Work to be completed - What you give back must match the data below character for character.

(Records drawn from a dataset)
== Segment start ==

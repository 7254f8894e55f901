// In-process diffusion through imagent
//
// Generation is CPU/GPU bound and synchronous, so every call runs on the
// blocking pool. The job carries the caller's device hold, so if the caller
// times out the accelerator stays locked until the run actually returns.

use super::{ImageParams, ImageProvider};
use crate::orchestration::arbiter::{DeviceHold, ResidentModel};
use crate::orchestration::error::ProviderError;
use async_trait::async_trait;
use imagent::{ImageGenConfig, ImageGenerator};
use std::sync::{Arc, Mutex};

pub struct LocalDiffusion<G> {
    generator: Arc<Mutex<G>>,
    max_steps: usize,
}

impl<G> Clone for LocalDiffusion<G> {
    fn clone(&self) -> Self {
        Self {
            generator: self.generator.clone(),
            max_steps: self.max_steps,
        }
    }
}

impl<G: ImageGenerator + Send + 'static> LocalDiffusion<G> {
    pub fn new(generator: G) -> Self {
        Self {
            generator: Arc::new(Mutex::new(generator)),
            max_steps: 50,
        }
    }

    /// Step budget; requests above it are clamped
    pub fn with_max_steps(mut self, max_steps: usize) -> Self {
        self.max_steps = max_steps.max(1);
        self
    }

    async fn with_generator<T, F>(&self, f: F) -> Result<T, ProviderError>
    where
        T: Send + 'static,
        F: FnOnce(&mut G) -> Result<T, ProviderError> + Send + 'static,
    {
        let generator = self.generator.clone();
        let hold = DeviceHold::current();
        tokio::task::spawn_blocking(move || {
            let _hold = hold;
            let mut generator = generator
                .lock()
                .map_err(|_| ProviderError::Local("diffusion runtime poisoned by an earlier panic".into()))?;
            f(&mut generator)
        })
        .await
        .map_err(|e| ProviderError::Local(format!("diffusion task failed: {}", e)))?
    }
}

#[async_trait]
impl<G: ImageGenerator + Send + 'static> ImageProvider for LocalDiffusion<G> {
    async fn image(&self, backing: &str, prompt: &str, params: &ImageParams) -> Result<Vec<u8>, ProviderError> {
        let steps = params.steps.min(self.max_steps);
        if steps < params.steps {
            tracing::debug!("Clamped {} steps to {} for {}", params.steps, steps, backing);
        }

        let mut config = ImageGenConfig::new(prompt)
            .with_size(params.width, params.height)
            .with_steps(steps);
        if let Some(negative) = &params.negative_prompt {
            config = config.with_negative_prompt(negative.clone());
        }
        config.seed = params.seed;

        self.with_generator(move |generator| {
            let image = generator.generate(&config)?;
            tracing::info!("Generated {}x{} image (seed {})", image.width, image.height, image.seed);
            Ok(image.to_png()?)
        })
        .await
    }
}

#[async_trait]
impl<G: ImageGenerator + Send + 'static> ResidentModel for LocalDiffusion<G> {
    async fn offload(&self) -> Result<(), ProviderError> {
        self.with_generator(|generator| {
            generator.offload();
            Ok(())
        })
        .await
    }

    async fn restore(&self) -> Result<(), ProviderError> {
        self.with_generator(|generator| Ok(generator.preload()?)).await
    }

    async fn clear_transient(&self) -> Result<(), ProviderError> {
        self.with_generator(|generator| Ok(generator.clear_transient()?)).await
    }
}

== Segment end ==

Solution for this task -
repository 7254f8894e55f901
// In-process diffusion through imagent
//
// Generation is CPU/GPU bound and synchronous, so every call runs on the
// blocking pool. The job carries the caller's device hold, so if the caller
// times out the accelerator stays locked until the run actually returns.

use super::{ImageParams, ImageProvider};
use crate::orchestration::arbiter::{DeviceHold, ResidentModel};
use crate::orchestration::error::ProviderError;
use async_trait::async_trait;
use imagent::{ImageGenConfig, ImageGenerator};
use std::sync::{Arc, Mutex};

pub struct LocalDiffusion<G> {
    generator: Arc<Mutex<G>>,
    max_steps: usize,
}

impl<G> Clone for LocalDiffusion<G> {
    fn clone(&self) -> Self {
        Self {
            generator: self.generator.clone(),
            max_steps: self.max_steps,
        }
    }
}

impl<G: ImageGenerator + Send + 'static> LocalDiffusion<G> {
    pub fn new(generator: G) -> Self {
        Self {
            generator: Arc::new(Mutex::new(generator)),
            max_steps: 50,
        }
    }

    /// Step budget; requests above it are clamped
    pub fn with_max_steps(mut self, max_steps: usize) -> Self {
        self.max_steps = max_steps.max(1);
        self
    }

    async fn with_generator<T, F>(&self, f: F) -> Result<T, ProviderError>
    where
        T: Send + 'static,
        F: FnOnce(&mut G) -> Result<T, ProviderError> + Send + 'static,
    {
        let generator = self.generator.clone();
        let hold = DeviceHold::current();
        tokio::task::spawn_blocking(move || {
            let _hold = hold;
            let mut generator = generator
                .lock()
                .map_err(|_| ProviderError::Local("diffusion runtime poisoned by an earlier panic".into()))?;
            f(&mut generator)
        })
        .await
        .map_err(|e| ProviderError::Local(format!("diffusion task failed: {}", e)))?
    }
}

#[async_trait]
impl<G: ImageGenerator + Send + 'static> ImageProvider for LocalDiffusion<G> {
    async fn image(&self, backing: &str, prompt: &str, params: &ImageParams) -> Result<Vec<u8>, ProviderError> {
        let steps = params.steps.min(self.max_steps);
        if steps < params.steps {
            tracing::debug!("Clamped {} steps to {} for {}", params.steps, steps, backing);
        }

        let mut config = ImageGenConfig::new(prompt)
            .with_size(params.width, params.height)
            .with_steps(steps);
        if let Some(negative) = &params.negative_prompt {
            config = config.with_negative_prompt(negative.clone());
        }
        config.seed = params.seed;

        self.with_generator(move |generator| {
            let image = generator.generate(&config)?;
            tracing::info!("Generated {}x{} image (seed {})", image.width, image.height, image.seed);
            Ok(image.to_png()?)
        })
        .await
    }
}

#[async_trait]
impl<G: ImageGenerator + Send + 'static> ResidentModel for LocalDiffusion<G> {
    async fn offload(&self) -> Result<(), ProviderError> {
        self.with_generator(|generator| {
            generator.offload();
            Ok(())
        })
        .await
    }

    async fn restore(&self) -> Result<(), ProviderError> {
        self.with_generator(|generator| Ok(generator.preload()?)).await
    }

    async fn clear_transient(&self) -> Result<(), ProviderError> {
        self.with_generator(|generator| Ok(generator.clear_transient()?)).await
    }
}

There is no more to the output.